Auch das vernehme ich als deutliche Distanz zu den USA. Denn es waren die USA, die die UNO im Zusammenhang mit dem Irak-Krieg für nichtig und überflüssig erklärt hatten.

Wie gesagt, Herr Bundeskanzler, sollte ich Sie falsch verstanden haben, dann bitte ich um eine helfende Klarstellung, auch den Medien gegenüber.

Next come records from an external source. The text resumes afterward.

impl<O: ResourceOps> ResourceComponent<O> {
    pub fn new(config: ComponentConfig, ops: O) -> Self {
        let registry = Registry::new(config.max_objects.min(MAX_OBJECT_ID));
        Self {
            config,
            space: None,
            registry,
            ops,
        }
    }

    pub fn name(&self) -> &str {
        &self.config.name
    }

    pub fn resource_type(&self) -> ResourceType {
        self.config.rtype
    }

    pub fn space(&self) -> Option<SpaceId> {
        self.space
    }

    /// Attach the component to the space it serves
    pub fn bind(&mut self, space: SpaceId) {
        log::debug!("component '{}' serves space {}", self.config.name, space);
        self.space = Some(space);
    }

    pub fn registry(&self) -> &Registry<O::Object> {
        &self.registry
    }

    pub fn ops(&self) -> &O {
        &self.ops
    }

    pub fn ops_mut(&mut self) -> &mut O {
        &mut self.ops
    }

    fn bound_space(&self) -> Result<SpaceId> {
        self.space.ok_or_else(|| {
            ResourceError::PolicyViolation(format!(
                "component '{}' is not bound to a space",
                self.config.name
            ))
        })
    }

    fn key(&self, space: SpaceId, object: ObjectId) -> ResourceKey {
        ResourceKey::new(self.config.rtype, space, object)
    }

    fn not_found(&self, object: ObjectId) -> ResourceError {
        ResourceError::ObjectNotFound {
            space: self.space.unwrap_or_default(),
            object,
        }
    }

    /// Allocate an object on behalf of `domain`
    ///
    /// The object is constructed (or forged), inserted with refcount one and
    /// recorded as held by `domain`. If recording fails the object is
    /// destroyed again before the error is returned.
    ///
    /// # Panics
    /// When `AllocId::Auto` finds every id live. A manager that can no longer
    /// name new objects cannot make progress.
    pub fn allocate(
        &mut self,
        ledger: &mut dyn HoldRecorder,
        domain: DomainId,
        id: AllocId,
        forge: bool,
        ctor_arg: u64,
    ) -> Result<(&RegistryNode<O::Object>, Badge)> {
        let space = self.bound_space()?;
        let id = match id {
            AllocId::Fixed(id) => {
                if id == NULL_OBJECT || id > self.registry.max_id() {
                    return Err(ResourceError::Protocol(format!(
                        "object id {} outside 1..={}",
                        id,
                        self.registry.max_id()
                    )));
                }
                if self.registry.contains(id) {
                    return Err(ResourceError::DuplicateId(id));
                }
                id
            }
            AllocId::Auto => match self.registry.next_free_id() {
                Ok(id) => id,
                Err(ResourceError::RegistryExhausted { max }) => {
                    log::error!("component '{}': all {} object ids live", self.config.name, max);
                    panic!("object ids of component '{}' exhausted", self.config.name);
                }
                Err(e) => return Err(e),
            },
        };

        let key = self.key(space, id);
        let badge = Badge::for_key(key, self.config.owner_perms, domain)?;

        let object = if forge {
            self.ops.forge_obj(id, ctor_arg)?
        } else {
            self.ops.new_obj(id, ctor_arg)?
        };
        self.registry.insert(id, object)?;

        if should_record(domain, key.rtype) {
            let recorded = match ledger.record_hold(domain, key) {
                Ok(recorded) => recorded,
                Err(e) => {
                    self.discard(id);
                    return Err(e);
                }
            };
            if !recorded {
                self.discard(id);
                return Err(ResourceError::PolicyViolation(format!(
                    "domain {} is being torn down",
                    domain
                )));
            }
        }

        log::debug!(
            "component '{}' allocated {} for domain {}{}",
            self.config.name,
            key,
            domain,
            if forge { " (forged)" } else { "" }
        );
        let node = self.registry.get_by_id(id).ok_or(ResourceError::UnknownId(id))?;
        Ok((node, badge))
    }

    fn discard(&mut self, id: ObjectId) {
        if let Ok(mut object) = self.registry.delete(id) {
            self.ops.on_delete(id, &mut object);
        }
    }

    /// Take one more reference on `object`
    pub fn inc_ref(&mut self, object: ObjectId) -> Result<u32> {
        if !self.registry.contains(object) {
            return Err(self.not_found(object));
        }
        self.registry.inc(object)
    }

    /// Drop one reference; returns the remaining count (0 = freed)
    pub fn dec_ref(&mut self, object: ObjectId) -> Result<u32> {
        if !self.registry.contains(object) {
            return Err(self.not_found(object));
        }
        match self.registry.dec(object)? {
            Release::Retained(count) => Ok(count),
            Release::Freed(mut payload) => {
                self.ops.on_delete(object, &mut payload);
                log::debug!("component '{}' freed object {}", self.config.name, object);
                Ok(0)
            }
        }
    }

    /// Free `object` regardless of outstanding references
    pub fn force_delete(&mut self, object: ObjectId) -> Result<()> {
        if !self.registry.contains(object) {
            return Err(self.not_found(object));
        }
        let mut payload = self.registry.delete(object)?;
        self.ops.on_delete(object, &mut payload);
        Ok(())
    }

    /// Serve one encoded request arriving on a badged endpoint
    ///
    /// # Returns
    /// The encoded reply, or `None` for one-way requests
    pub fn handle(
        &mut self,
        ledger: &mut dyn HoldRecorder,
        sender: Badge,
        request: &[u8],
    ) -> Option<Vec<u8>> {
        let request = match RequestMessage::decode(request) {
            Ok(request) => request,
            Err(e) => {
                log::warn!("component '{}': undecodable request: {}", self.config.name, e);
                return Some(encode_reply(&ReplyMessage::error(Status::ProtocolError)));
            }
        };

        let result = self.serve(ledger, sender, &request);
        if request.opcode.is_one_way() {
            if let Err(e) = result {
                log::warn!("component '{}': {:?} failed: {}", self.config.name, request.opcode, e);
            }
            return None;
        }

        let reply = match result {
            Ok(values) => ReplyMessage::ok(values),
            Err(e) => {
                log::debug!("component '{}': {:?} from {:?}: {}", self.config.name, request.opcode, sender, e);
                ReplyMessage::error(e.status())
            }
        };
        Some(encode_reply(&reply))
    }

    fn serve(
        &mut self,
        ledger: &mut dyn HoldRecorder,
        sender: Badge,
        request: &RequestMessage,
    ) -> Result<Vec<u64>> {
        let space = self.bound_space()?;
        if sender.space_id() != space || sender.resource_type() != self.config.rtype {
            return Err(ResourceError::Protocol(format!(
                "badge for {}/{} presented to space {}",
                sender.resource_type(),
                sender.space_id(),
                space
            )));
        }

        if request.opcode == Opcode::DomainExit {
            let domain = DomainId::try_from(request.arg(0)?)
                .map_err(|_| ResourceError::Protocol("domain id out of range".into()))?;
            self.ops.on_domain_exit(domain);
            return Ok(Vec::new());
        }

        if sender.is_null_object() {
            if request.opcode != Opcode::Alloc {
                return Err(ResourceError::Protocol(format!(
                    "{:?} needs an object badge",
                    request.opcode
                )));
            }
            sender.require(Perms::WRITE)?;
            let id = AllocId::from_wire(request.arg(0)?)?;
            let ctor_arg = request.arg(1)?;
            let (node, badge) = self.allocate(ledger, sender.domain_id(), id, false, ctor_arg)?;
            return Ok(vec![u64::from(node.id()), badge.raw()]);
        }

        let object = sender.object_id();
        if self.registry.get_by_badge(sender).is_none() {
            return Err(self.not_found(object));
        }

        match request.opcode {
            Opcode::IncRef => {
                sender.require(Perms::GRANT)?;
                Ok(vec![u64::from(self.inc_ref(object)?)])
            }
            Opcode::DecRef => Ok(vec![u64::from(self.dec_ref(object)?)]),
            Opcode::Invoke(op) => {
                sender.require(self.ops.required_perms(op))?;
                let mut pinned = self.registry.pin(object)?;
                self.ops.dispatch(sender, &mut pinned, op, &request.args)
            }
            Opcode::Alloc | Opcode::DomainExit => Err(ResourceError::Protocol(format!(
                "{:?} on an object badge",
                request.opcode
            ))),
        }
    }

    /// Subgraph of `objects` and what backs them
    ///
    /// # Returns
    /// `None` when none of the objects has a backing relation
    pub fn extract_subgraph(&self, objects: &[ObjectId]) -> Result<Option<ModelState>> {
        let space = self.bound_space()?;
        let mut model = ModelState::new();
        let mut relations = 0usize;

        for &object in objects {
            let Some(node) = self.registry.get_by_id(object) else {
                continue;
            };
            let from = model.add_resource_node(self.key(space, object));
            for backing in self.ops.backing(node.payload()) {
                let to = model.add_resource_node(backing);
                if model.add_edge(EdgeKind::Map, &from, &to) {
                    relations += 1;
                }
            }
        }

        Ok((relations > 0).then_some(model))
    }

    /// Serve one encoded request of the extraction control protocol
    pub fn control(&mut self, request: &[u8]) -> Vec<u8> {
        let reply = match ExtractRequest::decode(request) {
            Ok(request) => self.serve_control(&request),
            Err(e) => {
                log::warn!("component '{}': undecodable control request: {}", self.config.name, e);
                ExtractReply::Failed(Status::ProtocolError)
            }
        };

        reply.encode().unwrap_or_else(|e| {
            log::error!("component '{}': control reply: {}", self.config.name, e);
            ExtractReply::Failed(Status::ProtocolError)
                .encode()
                .unwrap_or_default()
        })
    }

    fn serve_control(&mut self, request: &ExtractRequest) -> ExtractReply {
        let ids = &request.object_ids;
        match request.action {
            ExtractAction::Extract => match self.extract_subgraph(ids) {
                Ok(Some(model)) => match model.to_bytes() {
                    Ok(bytes) => ExtractReply::Subgraph(bytes),
                    Err(e) => ExtractReply::Failed(e.status()),
                },
                Ok(None) => ExtractReply::NoData,
                Err(e) => ExtractReply::Failed(e.status()),
            },
            ExtractAction::Free => ack(ids, |id| self.dec_ref(id).map(drop)),
            ExtractAction::Destroy => ack(ids, |id| self.force_delete(id)),
            ExtractAction::Retain => ack(ids, |id| self.inc_ref(id).map(drop)),
        }
    }
}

Andernfalls nicken Sie einfach als Zeichen, dass die PDS recht hat!

3.

Sie haben die Rede von UNO-Generalsekretär Kofi Annan gewürdigt. Ich fand sie auch bemerkenswert. Zumal er auf den großen historischen Rückschritt verwies, den die USA mit ihrem völkerrechtswidrigen Krieg gegen den Irak beschleunigt hat.

Zur Erinnerung:
Am 26. Juni 1945 wurde die Charta der Vereinten Nationen beschlossen. Sie galt als Lehre aus dem verheerenden 2. Weltkrieg und als Maßstab für eine künftige Weltordnung - ohne Kriege. Sie beschrieb ein zivilisatorisches Projekt.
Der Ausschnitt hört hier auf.